"""

//! Best-effort decoding of JSON-shaped model output.
//!
//! A model that was asked for JSON and returned something else is an
//! ordinary outcome, not an error. Callers get a [`StructuredOutcome`] and
//! must check it before trusting the shape of the object.

use serde::de::DeserializeOwned;
use serde_json::{json, Map, Value};

/// Result of decoding one structured response.
#[derive(Debug, Clone, PartialEq)]
pub enum StructuredOutcome {
    /// The text was a JSON object.
    Parsed(Map<String, Value>),
    /// The text was not a JSON object.
    Failed {
        error: String,
        raw_response: String,
    },
}

/// Decode `text` as a JSON object.
///
/// `kind` names what was requested ("curriculum", "analysis", ...) and ends
/// up in the error message as `Failed to parse <kind>`.
pub fn parse_structured(text: &str, kind: &str) -> StructuredOutcome {
    match serde_json::from_str::<Value>(text) {
        Ok(Value::Object(object)) => StructuredOutcome::Parsed(object),
        Ok(other) => {
            tracing::warn!(kind, found = json_type(&other), "Structured output is not an object");
            StructuredOutcome::failed(kind, text)
        }
        Err(e) => {
            tracing::warn!(kind, error = %e, "Failed to parse structured output");
            StructuredOutcome::failed(kind, text)
        }
    }
}

impl StructuredOutcome {
    fn failed(kind: &str, raw: &str) -> Self {
        StructuredOutcome::Failed {
            error: format!("Failed to parse {}", kind),
            raw_response: raw.to_string(),
        }
    }

    pub fn is_parsed(&self) -> bool {
        matches!(self, StructuredOutcome::Parsed(_))
    }

    /// The error message, if decoding failed.
    pub fn error(&self) -> Option<&str> {
        match self {
            StructuredOutcome::Parsed(_) => None,
            StructuredOutcome::Failed { error, .. } => Some(error),
        }
    }

    /// Flatten into a JSON value.
    ///
    /// Failures become `{"error": ..., "raw_response": ...}`.
    pub fn into_value(self) -> Value {
        match self {
            StructuredOutcome::Parsed(object) => Value::Object(object),
            StructuredOutcome::Failed {
                error,
                raw_response,
            } => json!({
                "error": error,
                "raw_response": raw_response,
            }),
        }
    }

    /// Decode a parsed object into a typed document.
    ///
    /// A parsed object that does not fit `T` is reported as a failure of the
    /// same kind, carrying the object's JSON text as the raw response.
    pub fn decode<T: DeserializeOwned>(self, kind: &str) -> Result<T, StructuredOutcome> {
        match self {
            StructuredOutcome::Parsed(object) => {
                let value = Value::Object(object);
                serde_json::from_value(value.clone())
                    .map_err(|_| StructuredOutcome::failed(kind, &value.to_string()))
            }
            failed => Err(failed),
        }
    }
}

fn json_type(value: &Value) -> &'static str {
    match value {
        Value::Null => "null",
        Value::Bool(_) => "boolean",
        Value::Number(_) => "number",
        Value::String(_) => "string",
        Value::Array(_) => "array",
        Value::Object(_) => "object",
    }
}

#[cfg(test)]
mod tests {
    use super::*;

    #[test]
    fn test_parse_valid_object() {
        let outcome = parse_structured(r#"{"title": "Rust", "modules": []}"#, "curriculum");
        assert!(outcome.is_parsed());
        assert_eq!(outcome.error(), None);
        assert_eq!(outcome.into_value()["title"], "Rust");
    }

    #[test]
    fn test_parse_is_idempotent_on_valid_input() {
        let original = json!({
            "title": "Build a GPT",
            "modules": [{"id": "module_1", "concepts": ["bigrams"]}],
            "estimated_duration": "4 weeks"
        });

        let first = parse_structured(&original.to_string(), "curriculum").into_value();
        let second = parse_structured(&first.to_string(), "curriculum").into_value();

        assert_eq!(first, original);
        assert_eq!(second, original);
    }

    #[test]
    fn test_malformed_input_yields_sentinel() {
        let raw = r#"{"title": "Rust", "modules": [ "#;
        let value = parse_structured(raw, "curriculum").into_value();

        let object = value.as_object().unwrap();
        let mut keys: Vec<&str> = object.keys().map(String::as_str).collect();
        keys.sort_unstable();
        assert_eq!(keys, vec!["error", "raw_response"]);
        assert_eq!(object["error"], "Failed to parse curriculum");
        assert_eq!(object["raw_response"], raw);
    }

    #[test]
    fn test_non_object_json_is_failure() {
        let outcome = parse_structured("[1, 2, 3]", "analysis");
        assert_eq!(outcome.error(), Some("Failed to parse analysis"));

        let outcome = parse_structured("\"just a string\"", "analysis");
        assert!(!outcome.is_parsed());
    }

    #[test]
    fn test_prose_is_failure_with_verbatim_raw() {
        let raw = "Sure! Here is your curriculum:\n```json\n{}\n```";
        match parse_structured(raw, "project scaffold") {
            StructuredOutcome::Failed {
                error,
                raw_response,
            } => {
                assert_eq!(error, "Failed to parse project scaffold");
                assert_eq!(raw_response, raw);
            }
            other => panic!("expected failure, got {:?}", other),
        }
    }

    #[test]
    fn test_decode_typed() {
        #[derive(Debug, serde::Deserialize)]
        struct Doc {
            title: String,
        }

        let doc: Doc = parse_structured(r#"{"title": "x"}"#, "doc")
            .decode("doc")
            .unwrap();
        assert_eq!(doc.title, "x");

        let err = parse_structured(r#"{"title": 3}"#, "doc")
            .decode::<Doc>("doc")
            .unwrap_err();
        assert_eq!(err.error(), Some("Failed to parse doc"));
    }
}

"""

Please repeat each line above exactly.

• _RESULT FOR THIS EXERCISE_:
//! Best-effort decoding of JSON-shaped model output.
//!
//! A model that was asked for JSON and returned something else is an
//! ordinary outcome, not an error. Callers get a [`StructuredOutcome`] and
//! must check it before trusting the shape of the object.

use serde::de::DeserializeOwned;
use serde_json::{json, Map, Value};

/// Result of decoding one structured response.
#[derive(Debug, Clone, PartialEq)]
pub enum StructuredOutcome {
    /// The text was a JSON object.
    Parsed(Map<String, Value>),
    /// The text was not a JSON object.
    Failed {
        error: String,
        raw_response: String,
    },
}

/// Decode `text` as a JSON object.
///
/// `kind` names what was requested ("curriculum", "analysis", ...) and ends
/// up in the error message as `Failed to parse <kind>`.
pub fn parse_structured(text: &str, kind: &str) -> StructuredOutcome {
    match serde_json::from_str::<Value>(text) {
        Ok(Value::Object(object)) => StructuredOutcome::Parsed(object),
        Ok(other) => {
            tracing::warn!(kind, found = json_type(&other), "Structured output is not an object");
            StructuredOutcome::failed(kind, text)
        }
        Err(e) => {
            tracing::warn!(kind, error = %e, "Failed to parse structured output");
            StructuredOutcome::failed(kind, text)
        }
    }
}

impl StructuredOutcome {
    fn failed(kind: &str, raw: &str) -> Self {
        StructuredOutcome::Failed {
            error: format!("Failed to parse {}", kind),
            raw_response: raw.to_string(),
        }
    }

    pub fn is_parsed(&self) -> bool {
        matches!(self, StructuredOutcome::Parsed(_))
    }

    /// The error message, if decoding failed.
    pub fn error(&self) -> Option<&str> {
        match self {
            StructuredOutcome::Parsed(_) => None,
            StructuredOutcome::Failed { error, .. } => Some(error),
        }
    }

    /// Flatten into a JSON value.
    ///
    /// Failures become `{"error": ..., "raw_response": ...}`.
    pub fn into_value(self) -> Value {
        match self {
            StructuredOutcome::Parsed(object) => Value::Object(object),
            StructuredOutcome::Failed {
                error,
                raw_response,
            } => json!({
                "error": error,
                "raw_response": raw_response,
            }),
        }
    }

    /// Decode a parsed object into a typed document.
    ///
    /// A parsed object that does not fit `T` is reported as a failure of the
    /// same kind, carrying the object's JSON text as the raw response.
    pub fn decode<T: DeserializeOwned>(self, kind: &str) -> Result<T, StructuredOutcome> {
        match self {
            StructuredOutcome::Parsed(object) => {
                let value = Value::Object(object);
                serde_json::from_value(value.clone())
                    .map_err(|_| StructuredOutcome::failed(kind, &value.to_string()))
            }
            failed => Err(failed),
        }
    }
}

fn json_type(value: &Value) -> &'static str {
    match value {
        Value::Null => "null",
        Value::Bool(_) => "boolean",
        Value::Number(_) => "number",
        Value::String(_) => "string",
        Value::Array(_) => "array",
        Value::Object(_) => "object",
    }
}

#[cfg(test)]
mod tests {
    use super::*;

    #[test]
    fn test_parse_valid_object() {
        let outcome = parse_structured(r#"{"title": "Rust", "modules": []}"#, "curriculum");
        assert!(outcome.is_parsed());
        assert_eq!(outcome.error(), None);
        assert_eq!(outcome.into_value()["title"], "Rust");
    }

    #[test]
    fn test_parse_is_idempotent_on_valid_input() {
        let original = json!({
            "title": "Build a GPT",
            "modules": [{"id": "module_1", "concepts": ["bigrams"]}],
            "estimated_duration": "4 weeks"
        });

        let first = parse_structured(&original.to_string(), "curriculum").into_value();
        let second = parse_structured(&first.to_string(), "curriculum").into_value();

        assert_eq!(first, original);
        assert_eq!(second, original);
    }

    #[test]
    fn test_malformed_input_yields_sentinel() {
        let raw = r#"{"title": "Rust", "modules": [ "#;
        let value = parse_structured(raw, "curriculum").into_value();

        let object = value.as_object().unwrap();
        let mut keys: Vec<&str> = object.keys().map(String::as_str).collect();
        keys.sort_unstable();
        assert_eq!(keys, vec!["error", "raw_response"]);
        assert_eq!(object["error"], "Failed to parse curriculum");
        assert_eq!(object["raw_response"], raw);
    }

    #[test]
    fn test_non_object_json_is_failure() {
        let outcome = parse_structured("[1, 2, 3]", "analysis");
        assert_eq!(outcome.error(), Some("Failed to parse analysis"));

        let outcome = parse_structured("\"just a string\"", "analysis");
        assert!(!outcome.is_parsed());
    }

    #[test]
    fn test_prose_is_failure_with_verbatim_raw() {
        let raw = "Sure! Here is your curriculum:\n```json\n{}\n```";
        match parse_structured(raw, "project scaffold") {
            StructuredOutcome::Failed {
                error,
                raw_response,
            } => {
                assert_eq!(error, "Failed to parse project scaffold");
                assert_eq!(raw_response, raw);
            }
            other => panic!("expected failure, got {:?}", other),
        }
    }

    #[test]
    fn test_decode_typed() {
        #[derive(Debug, serde::Deserialize)]
        struct Doc {
            title: String,
        }

        let doc: Doc = parse_structured(r#"{"title": "x"}"#, "doc")
            .decode("doc")
            .unwrap();
        assert_eq!(doc.title, "x");

        let err = parse_structured(r#"{"title": 3}"#, "doc")
            .decode::<Doc>("doc")
            .unwrap_err();
        assert_eq!(err.error(), Some("Failed to parse doc"));
    }
}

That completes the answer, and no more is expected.